Tracking the Details

AHCA, CMS and accrediting organizations require the continuous tracking of certain information, such as educational hours, license expiration dates and insurance coverage, just to name a few.   Home health agencies and nurse registries vary in their sophistication and mechanisms to avoid dropping the ball on these items.  Expired materials represent one of the most widespread and easily avoided deficiencies.  Here are some ideas:

Using software. Most agencies employ a software program to manage their patients.  This system produces the Plan of Care and may even track staff visits and billing efforts.  Most systems will also allow you to create a list of your personnel file requirements and track expiration dates.  For example, you can probably enter dates for the driver’s license, auto insurance, CPR and professional license.  The key is to be consistent and enter expiration dates for all required aspects of the personnel file.

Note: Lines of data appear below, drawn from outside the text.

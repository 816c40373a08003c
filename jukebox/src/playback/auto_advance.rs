use super::producers::TransportState;

pub const AUTO_ADVANCE_LEAD_SECONDS: f64 = 0.5;
pub const AUTO_ADVANCE_REARM_SECONDS: f64 = 1.0;

/// Makes end-of-item advancement fire once per item.
///
/// Two guards must agree before advancing: the caller's `playback_started`
/// flag (the transport has reported the current item actually playing) and
/// the item index differing from the last one that triggered. The index guard
/// clears once the position is safely away from the end again.
#[derive(Clone, Copy, Debug, Default, PartialEq)]
pub struct AutoAdvanceGuard {
    last_advanced_item: Option<usize>,
}

impl AutoAdvanceGuard {
    pub fn new() -> Self {
        Self::default()
    }

    pub fn with_last_advanced(item_index: usize) -> Self {
        Self {
            last_advanced_item: Some(item_index),
        }
    }

    pub fn last_advanced_item(&self) -> Option<usize> {
        self.last_advanced_item
    }

    pub fn clear(&mut self) {
        self.last_advanced_item = None;
    }

    /// `true` means: advance now. The guard is already recorded when this
    /// returns, before the caller starts loading the next item.
    pub fn should_advance(
        &mut self,
        transport: &TransportState,
        playback_started: bool,
        item_index: usize,
    ) -> bool {
        if !transport.duration_known() {
            return false;
        }

        if self.last_advanced_item.is_some()
            && transport.position
                < transport.duration - AUTO_ADVANCE_REARM_SECONDS
        {
            self.last_advanced_item = None;
        }

        let near_end = transport.position
            >= transport.duration - AUTO_ADVANCE_LEAD_SECONDS;

        if near_end
            && playback_started
            && self.last_advanced_item != Some(item_index)
        {
            self.last_advanced_item = Some(item_index);
            return true;
        }

        false
    }
}
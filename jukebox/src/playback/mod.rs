pub mod auto_advance;
pub mod fade;
pub mod input;
pub mod library;
pub mod menu;
pub mod orchestrator;
pub mod producers;
pub mod state;
pub mod switch_guard;

pub use input::{Action, InputEvent, InputSource};
pub use library::{GameEntry, Library, Playlist, PlaylistItem};
pub use orchestrator::{FramePlan, Mode, Orchestrator, Request, UiLayer};
pub use producers::{
    RenderContext, TransportState, UiCompositor, UiView, VideoBackend,
};
pub use state::{IntroPhase, PlaybackSessionState};
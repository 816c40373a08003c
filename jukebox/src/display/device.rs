//! The display-controller seam. One connector, one CRTC, already opened by
//! the backend that implements [`DisplayDevice`].

use std::error::Error;
use std::fmt;
use std::io;
use std::time::Duration;

use serde::{Deserialize, Serialize};

use crate::render::surface::PlaneLayout;

#[derive(Clone, Copy, Debug, Deserialize, Eq, Hash, PartialEq, Serialize)]
pub struct Resolution {
    pub width: u32,
    pub height: u32,
}

impl Resolution {
    pub const fn new(width: u32, height: u32) -> Self {
        Self { width, height }
    }
}

impl fmt::Display for Resolution {
    fn fmt(&self, f: &mut fmt::Formatter<'_>) -> fmt::Result {
        write!(f, "{}x{}", self.width, self.height)
    }
}

/// A mode advertised by the connector. `index` is the backend's position in
/// its own mode list and is how a mode is handed back for a modeset.
#[derive(Clone, Debug, PartialEq)]
pub struct ModeInfo {
    pub index: usize,
    pub resolution: Resolution,
    pub refresh_hz: u32,
    pub preferred: bool,
}

#[derive(Clone, Copy, Debug, Eq, Hash, PartialEq)]
pub struct FramebufferId(pub u32);

#[derive(Clone, Copy, Debug, Eq, PartialEq)]
pub enum FlipWait {
    Completed,
    TimedOut,
}

#[derive(Debug)]
pub enum DisplayError {
    NoConnector,
    UnknownMode(usize),
    Framebuffer(String),
    Modeset(String),
    PageFlip(String),
    Master(String),
    Io(io::Error),
}

impl fmt::Display for DisplayError {
    fn fmt(&self, f: &mut fmt::Formatter<'_>) -> fmt::Result {
        match self {
            DisplayError::NoConnector => {
                write!(f, "no connected display connector")
            }
            DisplayError::UnknownMode(index) => {
                write!(f, "mode index {} is not advertised", index)
            }
            DisplayError::Framebuffer(msg) => {
                write!(f, "framebuffer creation failed: {}", msg)
            }
            DisplayError::Modeset(msg) => write!(f, "modeset failed: {}", msg),
            DisplayError::PageFlip(msg) => {
                write!(f, "page flip failed: {}", msg)
            }
            DisplayError::Master(msg) => {
                write!(f, "display master ownership: {}", msg)
            }
            DisplayError::Io(err) => write!(f, "display i/o: {}", err),
        }
    }
}

impl Error for DisplayError {}

impl From<io::Error> for DisplayError {
    fn from(err: io::Error) -> Self {
        DisplayError::Io(err)
    }
}

pub trait DisplayDevice {
    fn modes(&self) -> Result<Vec<ModeInfo>, DisplayError>;

    fn acquire_master(&mut self) -> Result<(), DisplayError>;

    fn release_master(&mut self) -> Result<(), DisplayError>;

    /// Multi-plane registration (explicit modifiers/offsets).
    fn add_planar_framebuffer(
        &mut self,
        layout: &PlaneLayout,
    ) -> Result<FramebufferId, DisplayError>;

    /// Single-plane registration for drivers that reject the planar call.
    fn add_legacy_framebuffer(
        &mut self,
        layout: &PlaneLayout,
    ) -> Result<FramebufferId, DisplayError>;

    fn destroy_framebuffer(
        &mut self,
        framebuffer: FramebufferId,
    ) -> Result<(), DisplayError>;

    /// Blocking modeset: programs `mode` and scans out `framebuffer`.
    fn set_crtc(
        &mut self,
        framebuffer: FramebufferId,
        mode: &ModeInfo,
    ) -> Result<(), DisplayError>;

    /// Queues an asynchronous flip that completes with an event.
    fn page_flip(
        &mut self,
        framebuffer: FramebufferId,
    ) -> Result<(), DisplayError>;

    /// Waits for the pending flip's completion event, at most `timeout`.
    fn wait_for_flip(
        &mut self,
        timeout: Duration,
    ) -> Result<FlipWait, DisplayError>;
}
use std::collections::VecDeque;
use std::time::{Duration, Instant};

pub const DEFAULT_FPS: f32 = 60.0;
pub const MAX_FPS: f32 = 1000.0;

#[derive(Clone, Copy, Debug, Default, Eq, PartialEq)]
pub struct TickResult {
    pub should_render: bool,
    /// Whole frame intervals that elapsed without a render. A kiosk never
    /// renders them late; they are only counted.
    pub frames_skipped: u32,
}

/// Fixed-rate pacing for the main loop. Time is always passed in so the
/// clock can be driven deterministically.
#[derive(Debug)]
pub struct FrameClock {
    fps: f32,
    frame_count: u64,
    skipped_total: u64,
    last_tick: Instant,
    accumulator: Duration,
    frame_intervals: VecDeque<Duration>,
    max_intervals: usize,
}

impl FrameClock {
    pub fn new(fps: f32) -> Self {
        Self::with_start(fps, Instant::now())
    }

    pub fn with_start(fps: f32, now: Instant) -> Self {
        Self {
            fps: sanitize_fps(fps),
            frame_count: 0,
            skipped_total: 0,
            last_tick: now,
            accumulator: Duration::ZERO,
            frame_intervals: VecDeque::new(),
            max_intervals: 120,
        }
    }

    pub fn fps(&self) -> f32 {
        self.fps
    }

    pub fn frame_count(&self) -> u64 {
        self.frame_count
    }

    pub fn skipped_total(&self) -> u64 {
        self.skipped_total
    }

    pub fn frame_duration(&self) -> Duration {
        Duration::from_secs_f32(1.0 / self.fps).max(Duration::from_nanos(1))
    }

    pub fn next_deadline(&self) -> Instant {
        let remaining = self
            .frame_duration()
            .checked_sub(self.accumulator)
            .unwrap_or_default();
        self.last_tick + remaining
    }

    /// How long the loop may sleep before the next frame is due.
    pub fn time_until_next(&self, now: Instant) -> Duration {
        self.next_deadline().saturating_duration_since(now)
    }

    pub fn average_fps(&self) -> f32 {
        if self.frame_intervals.is_empty() {
            return 0.0;
        }

        let sum: Duration = self.frame_intervals.iter().copied().sum();
        let avg = sum / self.frame_intervals.len() as u32;

        if avg.is_zero() {
            return 0.0;
        }

        1.0 / avg.as_secs_f32()
    }

    pub fn tick(&mut self, now: Instant) -> TickResult {
        let elapsed = now.saturating_duration_since(self.last_tick);
        self.last_tick = now;
        self.accumulator += elapsed;

        let frame_duration = self.frame_duration();
        if self.accumulator < frame_duration {
            return TickResult::default();
        }

        let due = u32::try_from(
            self.accumulator.as_nanos() / frame_duration.as_nanos(),
        )
        .unwrap_or(u32::MAX);
        let skipped = due.saturating_sub(1);

        // Missed intervals are dropped, keeping only the sub-frame remainder.
        self.accumulator = self
            .accumulator
            .checked_sub(frame_duration * due)
            .unwrap_or_default();
        self.frame_count += 1;
        self.skipped_total += skipped as u64;
        self.record_interval(elapsed);

        TickResult {
            should_render: true,
            frames_skipped: skipped,
        }
    }

    fn record_interval(&mut self, interval: Duration) {
        self.frame_intervals.push_back(interval);
        if self.frame_intervals.len() > self.max_intervals {
            self.frame_intervals.pop_front();
        }
    }
}

/// Clamps to `1..=MAX_FPS`; anything that is not a number runs at the
/// default rate.
fn sanitize_fps(fps: f32) -> f32 {
    if fps.is_nan() {
        DEFAULT_FPS
    } else {
        fps.clamp(1.0, MAX_FPS)
    }
}

#[cfg(test)]
mod tests {
    use super::*;

    #[test]
    fn renders_on_full_interval() {
        let start = Instant::now();
        let mut clock = FrameClock::with_start(60.0, start);

        let half = start + clock.frame_duration() / 2;
        assert_eq!(clock.tick(half), TickResult::default());

        let full = half + clock.frame_duration() / 2;
        let tick = clock.tick(full);
        assert!(tick.should_render);
        assert_eq!(tick.frames_skipped, 0);
        assert_eq!(clock.frame_count(), 1);
    }

    #[test]
    fn lagging_renders_once_and_counts_skips() {
        let start = Instant::now();
        let mut clock = FrameClock::with_start(30.0, start);
        let now = start + clock.frame_duration() * 3;

        let tick = clock.tick(now);
        assert!(tick.should_render);
        assert_eq!(tick.frames_skipped, 2);
        assert_eq!(clock.frame_count(), 1);
        assert_eq!(clock.skipped_total(), 2);

        // No debt carried over from the missed frames.
        let soon = now + clock.frame_duration() / 2;
        assert_eq!(clock.tick(soon), TickResult::default());
    }

    #[test]
    fn deadline_tracks_accumulated_time() {
        let start = Instant::now();
        let mut clock = FrameClock::with_start(50.0, start);
        let quarter = start + Duration::from_millis(5);
        clock.tick(quarter);
        let remaining = clock.time_until_next(quarter);
        assert!(remaining > Duration::from_millis(14));
        assert!(remaining <= Duration::from_millis(15));
    }

    #[test]
    fn unbounded_rates_are_clamped() {
        let start = Instant::now();

        for fps in [f32::INFINITY, f32::MAX, 1.0e12] {
            let mut clock = FrameClock::with_start(fps, start);
            assert_eq!(clock.fps(), MAX_FPS);
            assert!(!clock.frame_duration().is_zero());

            let tick = clock.tick(start + Duration::from_secs(1));
            assert!(tick.should_render);
            assert_eq!(clock.frame_count(), 1);
        }

        let clock = FrameClock::with_start(f32::NAN, start);
        assert_eq!(clock.fps(), DEFAULT_FPS);
        let clock = FrameClock::with_start(f32::NEG_INFINITY, start);
        assert_eq!(clock.fps(), 1.0);
    }

    #[test]
    fn long_stall_does_not_overflow_the_skip_count() {
        let start = Instant::now();
        let mut clock = FrameClock::with_start(MAX_FPS, start);

        let tick = clock.tick(start + Duration::from_secs(60 * 60 * 24 * 60));
        assert!(tick.should_render);
        assert_eq!(tick.frames_skipped, u32::MAX - 1);
    }
}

The next step is to run a report from the software program on a regular basis.  We suggest that you use a four-to six-week window of time, depending on the size of your agency.  Example:  in mid-April, run the report of items expiring in June.  This gives you ample time to contact each staff member and request the updated information.  As items are received, remember to key the new expiration date into your system.  That way, when you run another report – say, two weeks before the end of May – you will only see the items that are not current.  You can contact the staff members once again, with the explanation that they will be removed from active patient care if their materials are not current by end of May. Taking action will help you avoid being cited on an unannounced survey.

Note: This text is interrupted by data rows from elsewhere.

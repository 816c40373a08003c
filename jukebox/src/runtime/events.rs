use std::sync::mpsc;
use std::sync::mpsc::{Receiver, Sender};

use crate::display::DisplayMode;

/// Requests delivered to the main loop from other threads. Drained once per
/// tick.
#[derive(Clone, Debug, Eq, PartialEq)]
pub enum RuntimeCommand {
    DisplayModeChanged(DisplayMode),
    Quit,
}

/// Notifications published by the main loop.
#[derive(Clone, Debug, Eq, PartialEq)]
pub enum RuntimeEvent {
    FramePresented(u64),
    FrameDropped(u64),
    DisplayModeApplied(DisplayMode),
    DisplayReset,
    GameExited(String),
    Stopped,
}

pub type RuntimeCommandSender = Sender<RuntimeCommand>;
pub type RuntimeCommandReceiver = Receiver<RuntimeCommand>;
pub type RuntimeEventSender = Sender<RuntimeEvent>;
pub type RuntimeEventReceiver = Receiver<RuntimeEvent>;

pub fn command_channel() -> (RuntimeCommandSender, RuntimeCommandReceiver) {
    mpsc::channel()
}

pub fn event_channel() -> (RuntimeEventSender, RuntimeEventReceiver) {
    mpsc::channel()
}
pub mod device;
pub mod handle;
pub mod mode_policy;
pub mod viewport;

pub use device::{
    DisplayDevice, DisplayError, FlipWait, FramebufferId, ModeInfo,
    Resolution,
};
pub use handle::DisplayHandle;
pub use mode_policy::{DisplayMode, ModeProber, ModeRequest, ResolutionPolicy};
pub use viewport::Viewport;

Using a manual system. Some agencies’ software programs cannot accommodate this task, or the managers don’t know how to properly use the system.  While you obtain training and bring your system up to date, use a manual process to track expiration dates.  A few suggestions follow, depending on your comfort level and computer skills.

  • Use Outlook or another calendar program.  Key document expiration dates using the same four-to-six-week system mentioned above.  Example:  Sally’s CPR expires on June 3rd.  Enter a calendar reminder for May 1st and in the body of the reminder, list everyone’s materials that are expiring in June, and which require your follow-up. On May 1st, when you log into your Outlook, the reminder will pop up and you can begin contacting staff members.  You can set another reminder two weeks before end of the month and depending on your staff load, can enter a final reminder on June 2nd so that you can remove Sally from patient care at the end of that day.
  • Use Excel or other spreadsheet program.  Some agencies enter all the aspects of the personnel file in an Excel spreadsheet, and use a column for expiration dates (Click Link).  You can then sort the columns in date order, again, using the same four-to-six-week schedule mentioned above.
  • Use an expanding file.  Office supply stores have expanding files with the months of the year, and others with slots labeled 1 to 31, representing the days of the month.  In a manual system, you would place a notation or a copy of the expiring document in the appropriate slot.  Example:  Sally’s expiring CPR would be filed either in the June tab (if you’re using the monthly tab format) or in the tab labeled with a 3 (if you’re using the daily format because it expires on the third day of the month).
    • If using monthly slots, you will pull everything out that is in the June slot, again, in mid-April, and begin notifying the staff members.  This needs to be a regular task performed on the first business day of the new month.
    • If using 1-31 daily slots, the process is the same but with a twist:  every day, pull out the information filed in that day’s slot.  The challenge is that on the 3rd, you will pull out materials for January 3rd, March 3rd, April 3rd, etc. so you need to sift through and re-file the materials you don’t need at this time.  The other key is that items will be filed on dates that fall on the weekend or on holidays.  So on Monday, you will need to check the daily slots for Saturday and Sunday’s dates to make sure you don’t miss anything.  This is a much more cumbersome process, so if possible, we suggest you use the computer to simplify your job.

No system will work without consistency so it’s important to set up the process and then make sure your employees are following it.  Computerized systems lend themselves to auditing by the manager.  Simply run a report yourself at any point in the process to make sure no expired items are unattended.

Final point:  Tough love is needed to follow through on expiring documents.  Your staff needs to know without any doubt that you will remove them from patient care if they don’t comply with your requests.  It seldom happens more than once before employees get the message that you are not willing to risk your agency’s license or accreditation on their lack of compliance.